護の手がひなたの差し出した袋の元へと伸びていく。ひなたが作戦の成功を確信した瞬間――、ひなたの握っていた袋が何者かによって取り上げられた。

「なんだこれは」 

 振り返ると、そこには生徒指導教員の大俵おおだわらが立っていた。

「教室で騒ぎが起きていると聞いてやってきたら……まさか女子中学生が高校生を叩きのめしているとは思わなかったぞ」

 どうやら千瀬の起こした処刑劇が思いの他遠くにまで伝わってしまったらしい。床に正座させられている千瀬は『ごめん、やりすぎた』とアイコンタクトで謝罪の視線を送ってくる。ちなみにその隣には『殺りすぎて』無残な死体と化してしまった秋人が倒れていた。

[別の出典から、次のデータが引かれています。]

//! Ingestion run coordinator
//!
//! One [`IngestionCoordinator`] drives a single object file into a [`Sink`].
//! Employees and their departments and salaries are written as soon as they
//! are extracted. Donations are held until they can be expressed in the base
//! currency: immediately for base-currency donations, otherwise once a rate
//! for the same day and currency has been seen, which may be later in the
//! file. Anything still waiting when the file ends fails the run.

use async_trait::async_trait;
use dono_common::CurrencySign;
use serde::Serialize;
use tracing::{debug, info, instrument, warn};

use crate::error::{IngestError, Result};
use crate::object_file::{LineSource, ObjectFileParser};
use crate::records::{EmployeeRecord, RateRecord, RecordConsumer, RecordExtractor};
use crate::sink::{DonationRow, EmployeeRow, SalaryRow, Sink, Table};

/// A donation waiting for its exchange rate
#[derive(Debug, Clone, PartialEq)]
pub struct PendingDonation {
    /// Row with the amount still in `sign`
    pub row: DonationRow,
    pub sign: CurrencySign,
}

/// Counters for one run
#[derive(Debug, Clone, Copy, Default, PartialEq, Eq, Serialize)]
pub struct RunStats {
    pub employees: usize,
    /// One per employee, so a shared department counts once per employee
    pub department_writes: usize,
    pub salaries: usize,
    pub donations_converted: usize,
    pub donations_in_base: usize,
    pub rates: usize,
    pub lines: usize,
    pub nodes: usize,
}

impl RunStats {
    pub fn donations(&self) -> usize {
        self.donations_converted + self.donations_in_base
    }
}

/// State of one ingestion run
pub struct IngestionCoordinator<'s, S: Sink + ?Sized> {
    sink: &'s S,
    pending: Vec<PendingDonation>,
    rates: Vec<RateRecord>,
    stats: RunStats,
}

impl<'s, S: Sink + ?Sized> IngestionCoordinator<'s, S> {
    pub fn new(sink: &'s S) -> Self {
        Self {
            sink,
            pending: Vec::new(),
            rates: Vec::new(),
            stats: RunStats::default(),
        }
    }

    /// Parse `source` to the end and settle the run
    #[instrument(skip_all, fields(indent_unit = indent_unit))]
    pub async fn ingest(mut self, source: LineSource, indent_unit: usize) -> Result<RunStats> {
        let summary = {
            let mut extractor = RecordExtractor::new(&mut self);
            ObjectFileParser::new(indent_unit).parse(source, &mut extractor).await?
        };
        self.stats.lines = summary.lines;
        self.stats.nodes = summary.nodes;
        self.finish().await
    }

    /// Close the run
    ///
    /// Resyncs every id sequence, then fails with
    /// [`IngestError::Integrity`] naming the oldest donation that never got
    /// a rate. Rows already written stay written.
    pub async fn finish(self) -> Result<RunStats> {
        for table in Table::ALL {
            self.sink
                .resync_id_sequence(table)
                .await
                .map_err(IngestError::Persistence)?;
        }

        if let Some(oldest) = self.pending.first() {
            warn!(
                unresolved = self.pending.len(),
                sign = %oldest.sign,
                donation = oldest.row.id,
                "Donations left without an exchange rate"
            );
            return Err(IngestError::Integrity {
                sign: oldest.sign.clone(),
                date: oldest.row.date,
            });
        }

        info!(
            employees = self.stats.employees,
            salaries = self.stats.salaries,
            donations = self.stats.donations(),
            rates = self.stats.rates,
            "Run finished"
        );
        Ok(self.stats)
    }

    pub fn pending(&self) -> &[PendingDonation] {
        &self.pending
    }

    pub fn rates(&self) -> &[RateRecord] {
        &self.rates
    }

    pub fn stats(&self) -> RunStats {
        self.stats
    }

    /// Write every pending donation that can now be converted
    ///
    /// The first rate seen for a day and currency is the one used.
    async fn reconcile(&mut self) -> Result<()> {
        if self.pending.is_empty() {
            return Ok(());
        }

        let mut resolved = Vec::new();
        let mut in_base = 0;
        let mut waiting = Vec::with_capacity(self.pending.len());
        for mut entry in std::mem::take(&mut self.pending) {
            if entry.sign.is_base() {
                in_base += 1;
                resolved.push(entry.row);
                continue;
            }
            match self.rates.iter().find(|rate| rate.applies_to(entry.row.date, &entry.sign)) {
                Some(rate) => {
                    entry.row.amount *= rate.value;
                    resolved.push(entry.row);
                }
                None => waiting.push(entry),
            }
        }
        self.pending = waiting;

        if resolved.is_empty() {
            return Ok(());
        }
        self.sink
            .upsert_donations(&resolved)
            .await
            .map_err(IngestError::Persistence)?;

        self.stats.donations_in_base += in_base;
        self.stats.donations_converted += resolved.len() - in_base;
        debug!(
            written = resolved.len(),
            still_pending = self.pending.len(),
            "Reconciled donations"
        );
        Ok(())
    }
}

#[async_trait]
impl<'s, S> RecordConsumer for IngestionCoordinator<'s, S>
where
    S: Sink + ?Sized,
{
    async fn employee(&mut self, record: EmployeeRecord) -> Result<()> {
        let EmployeeRecord { id, name, surname, department, salaries, donations } = record;

        self.sink
            .upsert_department(&department)
            .await
            .map_err(IngestError::Persistence)?;
        let employee_id = self
            .sink
            .upsert_employee(&EmployeeRow { id, name, surname, department_id: department.id })
            .await
            .map_err(IngestError::Persistence)?;

        let salary_rows: Vec<SalaryRow> = salaries
            .into_iter()
            .map(|salary| SalaryRow {
                id: salary.id,
                date: salary.date,
                amount: salary.amount,
                employee_id,
            })
            .collect();
        if !salary_rows.is_empty() {
            self.sink
                .upsert_salaries(&salary_rows)
                .await
                .map_err(IngestError::Persistence)?;
        }

        self.stats.employees += 1;
        self.stats.department_writes += 1;
        self.stats.salaries += salary_rows.len();

        self.pending.extend(donations.into_iter().map(|donation| PendingDonation {
            row: DonationRow {
                id: donation.id,
                date: donation.date,
                amount: donation.amount,
                employee_id,
            },
            sign: donation.currency_sign,
        }));
        self.reconcile().await
    }

    async fn rate(&mut self, record: RateRecord) -> Result<()> {
        if self.rates.iter().any(|known| known.same_rate(&record)) {
            debug!(sign = %record.sign, date = %record.date, "Duplicate rate, first one stays in effect");
        }
        self.rates.push(record);
        self.stats.rates += 1;
        self.reconcile().await
    }
}

/// Ingest an in-memory document
pub async fn ingest_str<S: Sink + ?Sized>(sink: &S, text: &str, indent_unit: usize) -> Result<RunStats> {
    IngestionCoordinator::new(sink)
        .ingest(LineSource::from_text(text), indent_unit)
        .await
}

#[cfg(test)]
#[allow(clippy::unwrap_used, clippy::expect_used)]
mod tests {
    use super::*;
    use crate::records::{DepartmentRecord, DonationRecord};
    use crate::sink::{MemorySink, SinkOp};
    use chrono::NaiveDate;

    fn feb(day: u32) -> NaiveDate {
        NaiveDate::from_ymd_opt(2021, 2, day).unwrap()
    }

    fn employee(id: i64, donations: Vec<DonationRecord>) -> EmployeeRecord {
        EmployeeRecord {
            id,
            name: "Ann".to_string(),
            surname: "Lee".to_string(),
            department: DepartmentRecord { id: 10, name: "Kids".to_string() },
            salaries: Vec::new(),
            donations,
        }
    }

    fn donation(id: i64, day: u32, amount: f64, sign: &str) -> DonationRecord {
        DonationRecord {
            id,
            date: Some(feb(day)),
            amount,
            currency_sign: sign.parse().unwrap(),
        }
    }

    fn rate(day: u32, sign: &str, value: f64) -> RateRecord {
        RateRecord { date: feb(day), sign: sign.parse().unwrap(), value }
    }

    #[tokio::test]
    async fn test_base_currency_resolves_without_rates() {
        let sink = MemorySink::new();
        let mut run = IngestionCoordinator::new(&sink);
        run.employee(employee(1, vec![donation(5, 1, 40.0, "USD")])).await.unwrap();

        assert!(run.pending().is_empty());
        assert_eq!(sink.donation(5).await.unwrap().amount, 40.0);
        assert_eq!(run.finish().await.unwrap().donations_in_base, 1);
    }

    #[tokio::test]
    async fn test_rate_after_donation() {
        let sink = MemorySink::new();
        let mut run = IngestionCoordinator::new(&sink);
        run.employee(employee(1, vec![donation(5, 28, 100.0, "AUD")])).await.unwrap();
        assert_eq!(run.pending().len(), 1);
        assert!(sink.donation(5).await.is_none());

        run.rate(rate(27, "AUD", 0.5)).await.unwrap();
        assert_eq!(run.pending().len(), 1);

        run.rate(rate(28, "AUD", 0.77)).await.unwrap();
        assert!(run.pending().is_empty());
        assert!((sink.donation(5).await.unwrap().amount - 77.0).abs() < 1e-9);
    }

    #[tokio::test]
    async fn test_first_matching_rate_wins() {
        let sink = MemorySink::new();
        let mut run = IngestionCoordinator::new(&sink);
        run.rate(rate(28, "AUD", 0.5)).await.unwrap();
        run.rate(rate(28, "AUD", 0.9)).await.unwrap();
        run.employee(employee(1, vec![donation(5, 28, 100.0, "AUD")])).await.unwrap();

        assert_eq!(run.rates().len(), 2);
        assert!((sink.donation(5).await.unwrap().amount - 50.0).abs() < 1e-9);
    }

    #[tokio::test]
    async fn test_unresolved_keeps_order_and_fails_finish() {
        let sink = MemorySink::new();
        let mut run = IngestionCoordinator::new(&sink);
        run.employee(employee(
            1,
            vec![donation(5, 1, 10.0, "EUR"), donation(6, 2, 10.0, "AUD"), donation(7, 3, 10.0, "USD")],
        ))
        .await
        .unwrap();

        let waiting: Vec<i64> = run.pending().iter().map(|p| p.row.id).collect();
        assert_eq!(waiting, vec![5, 6]);

        let err = run.finish().await.unwrap_err();
        assert_eq!(err.to_string(), "No conversion rate for EUR on 2021-02-01");
        assert_eq!(sink.row_counts().await.unwrap().donations, 1);
        // Sequences are resynced before the failure is reported
        assert_eq!(sink.next_id(Table::Donation).await, 8);
    }

    #[tokio::test]
    async fn test_write_order_per_employee() {
        let sink = MemorySink::new();
        let mut record = employee(1, vec![donation(5, 1, 10.0, "USD")]);
        record.salaries.push(crate::records::SalaryRecord { id: 3, date: None, amount: 1000.0 });

        let mut run = IngestionCoordinator::new(&sink);
        run.employee(record).await.unwrap();
        assert_eq!(
            sink.journal().await,
            vec![
                SinkOp::Department(10),
                SinkOp::Employee(1),
                SinkOp::Salaries(vec![3]),
                SinkOp::Donations(vec![5]),
            ]
        );
        let stats = run.stats();
        assert_eq!((stats.employees, stats.salaries, stats.donations()), (1, 1, 1));
    }

    #[tokio::test]
    async fn test_shared_department_written_per_employee() {
        let sink = MemorySink::new();
        let mut run = IngestionCoordinator::new(&sink);
        run.employee(employee(1, Vec::new())).await.unwrap();
        run.employee(employee(2, Vec::new())).await.unwrap();

        assert_eq!(run.stats().department_writes, 2);
        assert_eq!(sink.row_counts().await.unwrap().departments, 1);
    }

    #[tokio::test]
    async fn test_ingest_str_counts_lines_and_nodes() {
        let sink = MemorySink::new();
        let text = "Rates\n  Rate\n    date: Feb 28 2021\n    sign: AUD\n    value: 0.77\n";
        let stats = ingest_str(&sink, text, 2).await.unwrap();
        assert_eq!(stats.rates, 1);
        assert_eq!(stats.lines, 5);
        assert_eq!(stats.nodes, 2);
    }
}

「そこの二人、兄妹喧嘩は家でやれ。お前達も、こういったものは学校に持ってきてはいけないと分かっているな。このお菓子は没収だ」

「え!? あ、それは!?」

「規則に文句を言うな。もうすぐ授業だぞ。中学生は中学棟に戻りなさい」

 そう言うと、大俵はのそのそとした足取りで教室を去っていった。

「ちょっとひなた、アレってまずいわよね? よりにもよって甘党の大俵に……。取り戻しにいかないと大変なことになるわよ」

 焦った千瀬が立ち上がり、大俵の元に向かおうとしたとき、

「……我が妹よ、よくもやってくれたな……反撃のお兄ちゃんあたーっく!」

「ふえ?」

 蹂躙されていた秋人が千瀬のスカートを勢いよく捲りあげた。

 大きく巻き上げたられたスカートの裾。一連の騒動でクラスの注目を集めていた彼女たちだ。自然、捲り上げられたその内側にみんなの視線が集まり……瞬間、周囲がカチンと固まった。……千瀬は穿いていなかったのだ。

「え……あ、あれ……我が妹よ……?」

 予想していなかった事態に、捲った本人も思考停止しているようだ。一番動揺しているのは当の本人だろう。千瀬はスカートの裾を押さえながら、涙の滲んだ瞳で兄を睨み付けている。

「兄貴のばかああああああああああああああ!!!」

 秋人を蹴り上げて、千瀬は教室の外へと走り去っていった。